Un documentario del New Yorker racconta la storia di una donna malata di cancro e di sua moglie, che hanno deciso di usare i social per riscrivere il modo in cui parliamo di morte e malattia.

di Studio
29 Giugno 2021

Kathy Brandt è morta di cancro nel 2019, all’età di cinquantaquattro anni. Nell’ultimo video postato sul suo profilo Twitter la si vede nel letto, la voce debole, ringrazia chi l’ha seguita fino a quel momento, «mi dispiace di essere così deboluccia», dice con una smorfia, sembra serena e stanca, come qualcuno che sta morendo. Prima di ammalarsi, Brandt ha lavorato per molto tempo in strutture di cure palliative ed è stata una sostenitrice delle cure di fine vita di alta qualità. Insieme alla moglie Kimberly Acquaviva, professoressa di Infermieristica presso l’Università della Virginia specializzata nelle problematiche che affliggono le persone Lgbtq+ e le loro famiglie quando vanno incontro a malattie terminali, Brandt ha deciso di documentare i suoi ultimi giorni di vita sui social, in particolare su Twitter. Un breve documentario del New Yorker, diretto e prodotto da Sara Joe Wolansky, racconta ora la loro storia: si intitola Documenting Death e ripercorre la strada che ha portato le due donne a condividere alcuni dei momenti più intimi nella vita di un essere umano, compreso il primo piano di Brandt postato da Acquaviva subito dopo la sua morte.

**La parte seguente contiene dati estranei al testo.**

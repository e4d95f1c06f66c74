//! Hashtag and mention detection in post and comment text.
//!
//! Hashtags are `#word` tokens normalized to lowercase so "#Rust" and
//! "#rust" name the same tag. Mentions are `@word` tokens kept verbatim;
//! resolution against real usernames is exact and happens at the caller.

use regex::Regex;
use std::collections::BTreeSet;
use std::sync::LazyLock;

// Compile regexes once.
static HASHTAG_RE: LazyLock<Regex> = LazyLock::new(|| Regex::new(r"#(\w+)").unwrap());
static MENTION_RE: LazyLock<Regex> = LazyLock::new(|| Regex::new(r"@(\w+)").unwrap());

/// Distinct lowercase hashtags in `text`, in deterministic order.
pub fn extract_hashtags(text: &str) -> BTreeSet<String> {
    HASHTAG_RE
        .captures_iter(text)
        .map(|cap| cap[1].to_lowercase())
        .collect()
}

/// Distinct mention handles in `text`, case preserved.
pub fn extract_mentions(text: &str) -> BTreeSet<String> {
    MENTION_RE
        .captures_iter(text)
        .map(|cap| cap[1].to_string())
        .collect()
}
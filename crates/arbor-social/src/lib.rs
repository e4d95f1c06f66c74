//! Social graph and engagement core: friendships, posts, likes, reactions,
//! comments, hashtags, mentions, the notification stream, trending ranking
//! and direct messages.
//!
//! Every operation takes the authenticated [`Actor`] explicitly; there is no
//! ambient current-user state. HTTP and auth plumbing live in `arbor-api`,
//! storage in `arbor-db`.
//!
//! [`Actor`]: arbor_types::models::Actor

pub mod annotate;
pub mod engagement;
pub mod error;
pub mod friends;
pub mod messages;
pub mod notifications;
mod notify;
pub mod posts;
pub mod profiles;
pub mod trending;

pub use error::SocialError;
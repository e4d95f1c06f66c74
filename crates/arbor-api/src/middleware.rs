use axum::{
    extract::{Request, State},
    http::{StatusCode, header},
    middleware::Next,
    response::Response,
};
use jsonwebtoken::{DecodingKey, Validation, decode};
use serde::{Deserialize, Serialize};
use uuid::Uuid;

use arbor_types::models::Actor;

use crate::auth::AppState;

#[derive(Debug, Clone, Serialize, Deserialize)]
pub struct Claims {
    pub sub: Uuid,
    pub username: String,
    pub exp: usize,
}

impl Claims {
    /// The verified identity the core operations expect.
    pub fn actor(&self) -> Actor {
        Actor {
            id: self.sub,
            username: self.username.clone(),
        }
    }
}

/// Extract the bearer JWT from the Authorization header and verify it against
/// the same secret the auth endpoints sign with.
pub async fn require_auth(
    State(state): State<AppState>,
    mut req: Request,
    next: Next,
) -> Result<Response, StatusCode> {
    let auth_header = req
        .headers()
        .get(header::AUTHORIZATION)
        .and_then(|v| v.to_str().ok())
        .ok_or(StatusCode::UNAUTHORIZED)?;

    let token = auth_header
        .strip_prefix("Bearer ")
        .ok_or(StatusCode::UNAUTHORIZED)?;

    let token_data = decode::<Claims>(
        token,
        &DecodingKey::from_secret(state.jwt_secret.as_bytes()),
        &Validation::default(),
    )
    .map_err(|_| StatusCode::UNAUTHORIZED)?;

    req.extensions_mut().insert(token_data.claims);
    Ok(next.run(req).await)
}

Guardare il documentario e i social della coppia, che ha un figlio adulto di nome Greyson, non si ha però la sensazione, che magari ci si aspetterebbe considerato il contenuto dei loro post, di assistere a una spettacolarizzazione del dolore. Al contrario, il loro racconto fa dell’ordinarietà della malattia, e della malattia terminale, il suo centro narrativo: ci sono giorni in cui Brandt non ha la forza di parlare, altri in cui si sente meglio ed è visibilmente più allegra, risponde paziente alle domande di sua moglie, che cerca di tirarla su come può, le chiede se le manca fare sesso – «Almeno per me, non c’è niente laggiù», risponde lei – e confessa che, al posto suo, si masturberebbe ogni giorno. Sembrano domande fuori luogo, ma forse lo sono solo nella nostra concezione ideale su come si affronti la morte, perché di fatto cosa ne sappiamo, di come ci si sente?

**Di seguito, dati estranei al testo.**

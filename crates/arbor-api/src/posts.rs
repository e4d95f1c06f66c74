use axum::{
    Extension, Json,
    extract::{Path, Query, State},
    http::StatusCode,
    response::IntoResponse,
};
use uuid::Uuid;

use arbor_social::{posts, trending};
use arbor_types::api::{CreatePostRequest, EditPostRequest, SearchQuery};

use crate::auth::AppState;
use crate::error::{ApiError, run_blocking};
use crate::middleware::Claims;

pub async fn create_post(
    State(state): State<AppState>,
    Extension(claims): Extension<Claims>,
    Json(req): Json<CreatePostRequest>,
) -> Result<impl IntoResponse, ApiError> {
    let actor = claims.actor();
    let post = run_blocking(move || {
        posts::create_post(&state.db, &actor, &req.content, req.image.as_deref())
    })
    .await?;
    Ok((StatusCode::CREATED, Json(post)))
}

pub async fn edit_post(
    State(state): State<AppState>,
    Path(post_id): Path<Uuid>,
    Extension(claims): Extension<Claims>,
    Json(req): Json<EditPostRequest>,
) -> Result<impl IntoResponse, ApiError> {
    let actor = claims.actor();
    let post = run_blocking(move || {
        posts::edit_post(
            &state.db,
            &actor,
            post_id,
            req.content.as_deref(),
            req.image.as_deref(),
        )
    })
    .await?;
    Ok(Json(post))
}

pub async fn delete_post(
    State(state): State<AppState>,
    Path(post_id): Path<Uuid>,
    Extension(claims): Extension<Claims>,
) -> Result<impl IntoResponse, ApiError> {
    let actor = claims.actor();
    run_blocking(move || posts::delete_post(&state.db, &actor, post_id)).await?;
    Ok(StatusCode::NO_CONTENT)
}

pub async fn toggle_pin(
    State(state): State<AppState>,
    Path(post_id): Path<Uuid>,
    Extension(claims): Extension<Claims>,
) -> Result<impl IntoResponse, ApiError> {
    let actor = claims.actor();
    let pinned = run_blocking(move || posts::toggle_pin(&state.db, &actor, post_id)).await?;
    Ok(Json(serde_json::json!({ "pinned": pinned })))
}

pub async fn list_posts(State(state): State<AppState>) -> Result<impl IntoResponse, ApiError> {
    let feed = run_blocking(move || posts::list_posts(&state.db)).await?;
    Ok(Json(feed))
}

pub async fn user_posts(
    State(state): State<AppState>,
    Path(username): Path<String>,
) -> Result<impl IntoResponse, ApiError> {
    let listed = run_blocking(move || posts::user_posts(&state.db, &username)).await?;
    Ok(Json(listed))
}

pub async fn search_posts(
    State(state): State<AppState>,
    Query(query): Query<SearchQuery>,
) -> Result<impl IntoResponse, ApiError> {
    let hits = run_blocking(move || posts::search_posts(&state.db, &query.q)).await?;
    Ok(Json(hits))
}

pub async fn posts_by_hashtag(
    State(state): State<AppState>,
    Path(tag): Path<String>,
) -> Result<impl IntoResponse, ApiError> {
    let tagged = run_blocking(move || posts::posts_by_hashtag(&state.db, &tag)).await?;
    Ok(Json(tagged))
}

pub async fn trending_posts(State(state): State<AppState>) -> Result<impl IntoResponse, ApiError> {
    let ranked =
        run_blocking(move || trending::trending_posts(&state.db, chrono::Utc::now())).await?;
    Ok(Json(ranked))
}
use axum::{
    Extension, Json,
    extract::{Path, State},
    http::StatusCode,
    response::IntoResponse,
};
use uuid::Uuid;

use arbor_social::engagement;
use arbor_types::api::{CreateCommentRequest, ReactRequest};

use crate::auth::AppState;
use crate::error::{ApiError, run_blocking};
use crate::middleware::Claims;

pub async fn like_post(
    State(state): State<AppState>,
    Path(post_id): Path<Uuid>,
    Extension(claims): Extension<Claims>,
) -> Result<impl IntoResponse, ApiError> {
    let actor = claims.actor();
    let like = run_blocking(move || engagement::like_post(&state.db, &actor, post_id)).await?;
    Ok((StatusCode::CREATED, Json(like)))
}

pub async fn unlike_post(
    State(state): State<AppState>,
    Path(post_id): Path<Uuid>,
    Extension(claims): Extension<Claims>,
) -> Result<impl IntoResponse, ApiError> {
    let actor = claims.actor();
    run_blocking(move || engagement::unlike_post(&state.db, &actor, post_id)).await?;
    Ok(StatusCode::NO_CONTENT)
}

pub async fn react_to_post(
    State(state): State<AppState>,
    Path(post_id): Path<Uuid>,
    Extension(claims): Extension<Claims>,
    Json(req): Json<ReactRequest>,
) -> Result<impl IntoResponse, ApiError> {
    let actor = claims.actor();
    let reaction = run_blocking(move || {
        engagement::react_to_post(&state.db, &actor, post_id, &req.reaction_type)
    })
    .await?;
    Ok((StatusCode::CREATED, Json(reaction)))
}

pub async fn comment_on_post(
    State(state): State<AppState>,
    Path(post_id): Path<Uuid>,
    Extension(claims): Extension<Claims>,
    Json(req): Json<CreateCommentRequest>,
) -> Result<impl IntoResponse, ApiError> {
    let actor = claims.actor();
    let comment = run_blocking(move || {
        engagement::comment_on_post(&state.db, &actor, post_id, &req.content)
    })
    .await?;
    Ok((StatusCode::CREATED, Json(comment)))
}

pub async fn post_comments(
    State(state): State<AppState>,
    Path(post_id): Path<Uuid>,
) -> Result<impl IntoResponse, ApiError> {
    let comments = run_blocking(move || engagement::post_comments(&state.db, post_id)).await?;
    Ok(Json(comments))
}

pub async fn post_reactions(
    State(state): State<AppState>,
    Path(post_id): Path<Uuid>,
) -> Result<impl IntoResponse, ApiError> {
    let reactions = run_blocking(move || engagement::post_reactions(&state.db, post_id)).await?;
    Ok(Json(reactions))
}
pub mod api;
pub mod models;
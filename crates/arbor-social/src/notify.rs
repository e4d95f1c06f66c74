//! Notification emission. Always runs on the caller's transaction, so a
//! notification persists exactly when the action that triggered it does.

use chrono::Utc;
use rusqlite::Connection;
use tracing::debug;
use uuid::Uuid;

use arbor_db::models::UserRow;
use arbor_db::{models, queries};
use arbor_types::models::{Actor, NotificationKind};

use crate::annotate;
use crate::error::SocialError;

/// Where the mentioning text lives; picks the notification wording.
#[derive(Clone, Copy)]
pub(crate) enum MentionScope {
    Post,
    Comment,
}

pub(crate) fn emit(
    conn: &Connection,
    kind: NotificationKind,
    to_user_id: Uuid,
    from: &Actor,
    message: &str,
) -> Result<(), SocialError> {
    let from_id = from.id.to_string();
    queries::insert_notification(
        conn,
        &Uuid::new_v4().to_string(),
        kind,
        &to_user_id.to_string(),
        Some(&from_id),
        message,
        &models::timestamp(Utc::now()),
    )?;
    debug!("Notification '{}' emitted to {}", kind.as_str(), to_user_id);
    Ok(())
}

/// Exact-username lookup for mention handles. Unknown handles are dropped
/// silently, the one swallow-and-continue path in the core.
fn resolve_mention_targets(
    conn: &Connection,
    handles: impl IntoIterator<Item = String>,
) -> Result<Vec<UserRow>, SocialError> {
    let mut targets = Vec::new();
    for handle in handles {
        if let Some(user) = queries::user_by_username(conn, &handle)? {
            targets.push(user);
        }
    }
    Ok(targets)
}

/// One mention notification per distinct resolvable handle in `text`.
/// Self-mentions are delivered.
pub(crate) fn notify_mentions(
    conn: &Connection,
    actor: &Actor,
    text: &str,
    scope: MentionScope,
) -> Result<(), SocialError> {
    for user in resolve_mention_targets(conn, annotate::extract_mentions(text))? {
        let message = match scope {
            MentionScope::Post => format!("{} mentioned you in a post.", actor.username),
            MentionScope::Comment => format!("{} mentioned you in a comment.", actor.username),
        };
        emit(
            conn,
            NotificationKind::Mention,
            models::parse_id(&user.id),
            actor,
            &message,
        )?;
    }
    Ok(())
}
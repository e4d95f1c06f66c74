//! Trending ranking: the 24 hour window and the stable engagement ordering.

mod common;

use chrono::{Duration, Utc};

use arbor_social::{engagement, posts, trending};
use common::{register, test_db};

#[test]
fn window_excludes_posts_older_than_24_hours() {
    let db = test_db();
    let alice = register(&db, "alice");

    let post = posts::create_post(&db, &alice, "aging", None).unwrap();

    // Viewed one hour after creation the post qualifies; viewed 25 hours
    // later it has fallen out of the window.
    let now = Utc::now();
    assert_eq!(trending::trending_posts(&db, now + Duration::hours(1)).unwrap().len(), 1);
    assert!(
        trending::trending_posts(&db, now + Duration::hours(25))
            .unwrap()
            .iter()
            .all(|p| p.id != post.id)
    );
}

#[test]
fn posts_are_ordered_by_engagement_score() {
    let db = test_db();
    let alice = register(&db, "alice");
    let bob = register(&db, "bob");
    let carol = register(&db, "carol");

    let quiet = posts::create_post(&db, &alice, "quiet", None).unwrap();
    let busy = posts::create_post(&db, &alice, "busy", None).unwrap();
    let middling = posts::create_post(&db, &alice, "middling", None).unwrap();

    engagement::like_post(&db, &bob, busy.id).unwrap();
    engagement::like_post(&db, &carol, busy.id).unwrap();
    engagement::comment_on_post(&db, &bob, busy.id, "hot take").unwrap();

    engagement::like_post(&db, &bob, middling.id).unwrap();

    let ranked = trending::trending_posts(&db, Utc::now()).unwrap();
    let ids: Vec<_> = ranked.iter().map(|p| p.id).collect();
    assert_eq!(ids, vec![busy.id, middling.id, quiet.id]);
}

#[test]
fn ties_keep_creation_order() {
    let db = test_db();
    let alice = register(&db, "alice");
    let bob = register(&db, "bob");

    let first = posts::create_post(&db, &alice, "tied first", None).unwrap();
    let second = posts::create_post(&db, &alice, "tied second", None).unwrap();

    engagement::like_post(&db, &bob, first.id).unwrap();
    engagement::like_post(&db, &bob, second.id).unwrap();

    let ranked = trending::trending_posts(&db, Utc::now()).unwrap();
    let ids: Vec<_> = ranked.iter().map(|p| p.id).collect();
    assert_eq!(ids, vec![first.id, second.id]);
}

#[test]
fn reactions_do_not_move_the_ranking() {
    let db = test_db();
    let alice = register(&db, "alice");
    let bob = register(&db, "bob");
    let carol = register(&db, "carol");

    let reacted = posts::create_post(&db, &alice, "all reactions", None).unwrap();
    let liked = posts::create_post(&db, &alice, "one like", None).unwrap();

    engagement::react_to_post(&db, &bob, reacted.id, "love").unwrap();
    engagement::react_to_post(&db, &carol, reacted.id, "wow").unwrap();
    engagement::like_post(&db, &bob, liked.id).unwrap();

    let ranked = trending::trending_posts(&db, Utc::now()).unwrap();
    let ids: Vec<_> = ranked.iter().map(|p| p.id).collect();
    assert_eq!(ids, vec![liked.id, reacted.id]);
}
use axum::{
    Extension, Json,
    extract::{Path, Query, State},
    http::StatusCode,
    response::IntoResponse,
};
use uuid::Uuid;

use arbor_social::friends;
use arbor_types::api::{PageQuery, RespondFriendRequest, SendFriendRequest};

use crate::auth::AppState;
use crate::error::{ApiError, run_blocking};
use crate::middleware::Claims;

pub async fn send_friend_request(
    State(state): State<AppState>,
    Extension(claims): Extension<Claims>,
    Json(req): Json<SendFriendRequest>,
) -> Result<impl IntoResponse, ApiError> {
    let actor = claims.actor();
    let friendship =
        run_blocking(move || friends::send_friend_request(&state.db, &actor, req.receiver_id))
            .await?;
    Ok((StatusCode::CREATED, Json(friendship)))
}

pub async fn respond_friend_request(
    State(state): State<AppState>,
    Path(request_id): Path<Uuid>,
    Extension(claims): Extension<Claims>,
    Json(req): Json<RespondFriendRequest>,
) -> Result<impl IntoResponse, ApiError> {
    let actor = claims.actor();
    let friendship = run_blocking(move || {
        friends::respond_friend_request(&state.db, &actor, request_id, req.decision)
    })
    .await?;
    Ok(Json(friendship))
}

pub async fn list_friends(
    State(state): State<AppState>,
    Query(page): Query<PageQuery>,
    Extension(claims): Extension<Claims>,
) -> Result<impl IntoResponse, ApiError> {
    let limit = page.limit.min(200);
    let listed = run_blocking(move || {
        friends::list_friends(&state.db, claims.sub, limit, page.offset)
    })
    .await?;
    Ok(Json(listed))
}

pub async fn pending_requests(
    State(state): State<AppState>,
    Extension(claims): Extension<Claims>,
) -> Result<impl IntoResponse, ApiError> {
    let pending = run_blocking(move || friends::pending_requests(&state.db, claims.sub)).await?;
    Ok(Json(pending))
}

Come aveva fatto l’artista Sophie Calle con il suo lavoro “Rachel, Monique”, in cui aveva ricostruito l’ultimo periodo in vita della madre malata condividendone i suoi video e i suoi diari, anche Documenting Death vuole essere un’esplorazione di com’è prepararsi a morire quando si sa di dover morire – un lusso, o forse una condanna, che non a tutti è concesso. Con il loro progetto, Brandt e Acquaviva vogliono, da una parte, lasciarsi alle spalle l’odiosa retorica del cancro come una battaglia da vincere (non lo è affatto, certo la risposta del paziente è fondamentale, ma una malattia rimane una malattia, e non guarda né al “coraggio” né allo “spirito guerriero” di cui si pontifica spesso), dall’altra rompere grattare via la patina di pudicizia fasulla dei social, dove si mostra tutto tranne la sofferenza.

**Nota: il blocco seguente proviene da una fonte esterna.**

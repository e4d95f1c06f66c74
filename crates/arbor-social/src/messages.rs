//! Direct messages between two users.

use chrono::Utc;
use uuid::Uuid;

use arbor_db::{Database, models, queries};
use arbor_types::models::{Actor, Message, NotificationKind};

use crate::error::SocialError;
use crate::notify;

/// Stores the message and notifies the receiver. Messaging yourself is
/// allowed and still produces the notification.
pub fn send_message(
    db: &Database,
    actor: &Actor,
    receiver_id: Uuid,
    content: &str,
) -> Result<Message, SocialError> {
    if content.trim().is_empty() {
        return Err(SocialError::Validation("content must not be empty"));
    }

    let id = Uuid::new_v4();
    let now = Utc::now();

    db.with_tx(|tx| -> Result<Message, SocialError> {
        let receiver = queries::user_by_id(tx, &receiver_id.to_string())?
            .ok_or(SocialError::NotFound("user"))?;

        queries::insert_message(
            tx,
            &id.to_string(),
            &actor.id.to_string(),
            &receiver_id.to_string(),
            content,
            &models::timestamp(now),
        )?;

        notify::emit(
            tx,
            NotificationKind::Message,
            receiver_id,
            actor,
            &format!("You have a new message from {}", actor.username),
        )?;

        Ok(Message {
            id,
            sender_id: actor.id,
            sender_username: actor.username.clone(),
            receiver_id,
            receiver_username: receiver.username,
            content: content.to_string(),
            created_at: now,
        })
    })
}

/// The full exchange between the actor and `other_id`, both directions,
/// oldest first.
pub fn conversation(
    db: &Database,
    actor: &Actor,
    other_id: Uuid,
) -> Result<Vec<Message>, SocialError> {
    db.with_conn(|conn| -> Result<Vec<Message>, SocialError> {
        queries::user_by_id(conn, &other_id.to_string())?.ok_or(SocialError::NotFound("user"))?;
        Ok(queries::messages_between(
            conn,
            &actor.id.to_string(),
            &other_id.to_string(),
        )?)
    })
}
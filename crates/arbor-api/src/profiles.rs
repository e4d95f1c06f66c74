use axum::{
    Extension, Json,
    extract::{Path, Query, State},
    http::StatusCode,
    response::IntoResponse,
};

use arbor_social::profiles;
use arbor_types::api::{CreateProfileRequest, PageQuery, UpdateProfileRequest};

use crate::auth::AppState;
use crate::error::{ApiError, run_blocking};
use crate::middleware::Claims;

pub async fn create_profile(
    State(state): State<AppState>,
    Extension(claims): Extension<Claims>,
    Json(req): Json<CreateProfileRequest>,
) -> Result<impl IntoResponse, ApiError> {
    let actor = claims.actor();
    let profile = run_blocking(move || {
        profiles::create_profile(&state.db, &actor, &req.bio, req.avatar.as_deref())
    })
    .await?;
    Ok((StatusCode::CREATED, Json(profile)))
}

pub async fn update_profile(
    State(state): State<AppState>,
    Extension(claims): Extension<Claims>,
    Json(req): Json<UpdateProfileRequest>,
) -> Result<impl IntoResponse, ApiError> {
    let actor = claims.actor();
    let profile = run_blocking(move || {
        profiles::update_profile(&state.db, &actor, req.bio.as_deref(), req.avatar.as_deref())
    })
    .await?;
    Ok(Json(profile))
}

pub async fn get_profile(
    State(state): State<AppState>,
    Path(username): Path<String>,
) -> Result<impl IntoResponse, ApiError> {
    let profile = run_blocking(move || profiles::profile_of(&state.db, &username)).await?;
    Ok(Json(profile))
}

pub async fn list_profiles(
    State(state): State<AppState>,
    Query(page): Query<PageQuery>,
) -> Result<impl IntoResponse, ApiError> {
    let limit = page.limit.min(200);
    let listed =
        run_blocking(move || profiles::list_profiles(&state.db, limit, page.offset)).await?;
    Ok(Json(listed))
}
use axum::{
    Json,
    http::StatusCode,
    response::{IntoResponse, Response},
};
use serde_json::json;
use thiserror::Error;
use tracing::error;

use arbor_social::SocialError;

/// HTTP-facing failure. Core errors keep their message in the JSON body;
/// storage errors are logged and reported as an opaque 500.
#[derive(Debug, Error)]
pub enum ApiError {
    #[error(transparent)]
    Social(#[from] SocialError),
    #[error("{0}")]
    BadRequest(&'static str),
    #[error("{0}")]
    Unauthorized(&'static str),
    #[error("internal server error")]
    Internal,
}

impl IntoResponse for ApiError {
    fn into_response(self) -> Response {
        let (status, message) = match self {
            ApiError::Social(e) => social_response(e),
            ApiError::BadRequest(msg) => (StatusCode::BAD_REQUEST, msg.to_string()),
            ApiError::Unauthorized(msg) => (StatusCode::UNAUTHORIZED, msg.to_string()),
            ApiError::Internal => (
                StatusCode::INTERNAL_SERVER_ERROR,
                "internal server error".to_string(),
            ),
        };
        (status, Json(json!({ "error": message }))).into_response()
    }
}

fn social_response(e: SocialError) -> (StatusCode, String) {
    let status = match &e {
        SocialError::NotFound(_) => StatusCode::NOT_FOUND,
        SocialError::Forbidden(_) => StatusCode::FORBIDDEN,
        SocialError::Conflict(_) | SocialError::InvalidState(_) => StatusCode::CONFLICT,
        SocialError::Validation(_) => StatusCode::BAD_REQUEST,
        SocialError::Storage(err) => {
            error!("Storage error: {:#}", err);
            return (
                StatusCode::INTERNAL_SERVER_ERROR,
                "internal server error".to_string(),
            );
        }
    };
    (status, e.to_string())
}

/// Run blocking store work off the async runtime.
pub(crate) async fn run_blocking<T, F>(f: F) -> Result<T, ApiError>
where
    T: Send + 'static,
    F: FnOnce() -> Result<T, SocialError> + Send + 'static,
{
    tokio::task::spawn_blocking(f)
        .await
        .map_err(|e| {
            error!("spawn_blocking join error: {}", e);
            ApiError::Internal
        })?
        .map_err(ApiError::from)
}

«Lo condivido per le persone che non hanno esperienza in campo medico e non hanno mai sentito come inizia un rantolo di morte. Questo è quello di Kathy, il video è scuro e poco chiaro, ma il suono è decente»: così Acquaviva introduce gli ultimi momenti della moglie, quando anche respirare costa fatica. Lo fa, come spiega nel documentario, perché l’esperienza nel suo campo le ha insegnato che la maggior parte delle persone che si trova ad assistere un familiare o un amico gravemente malato non è preparato ai suoni, agli odori, ai movimenti che fanno i corpi che soffrono, i corpi che si predispongono a morire: ecco perché è importante condividere. Anche superando la soglia della vergogna, delle convenzioni sociali e delle buone maniere: internet ha modificato tutti gli aspetti della nostra vita, e sarebbe illusorio pensare che non abbia cambiato il modo in cui viviamo il lutto e la sofferenza più in generale. Ma se il modo in cui commentiamo e ricondividiamo video e immagini di persone morte, anche brutali, hanno finito per anestetizzarci, Documenting Death – e l’esperimento social che racconta – riporta il discorso a una dimensione più intima, infine più umana. Non è una visione piacevole, e lascia molte perplessità – condividereste la foto della persona che amate subito dopo che è morta? – ma funziona proprio per quello.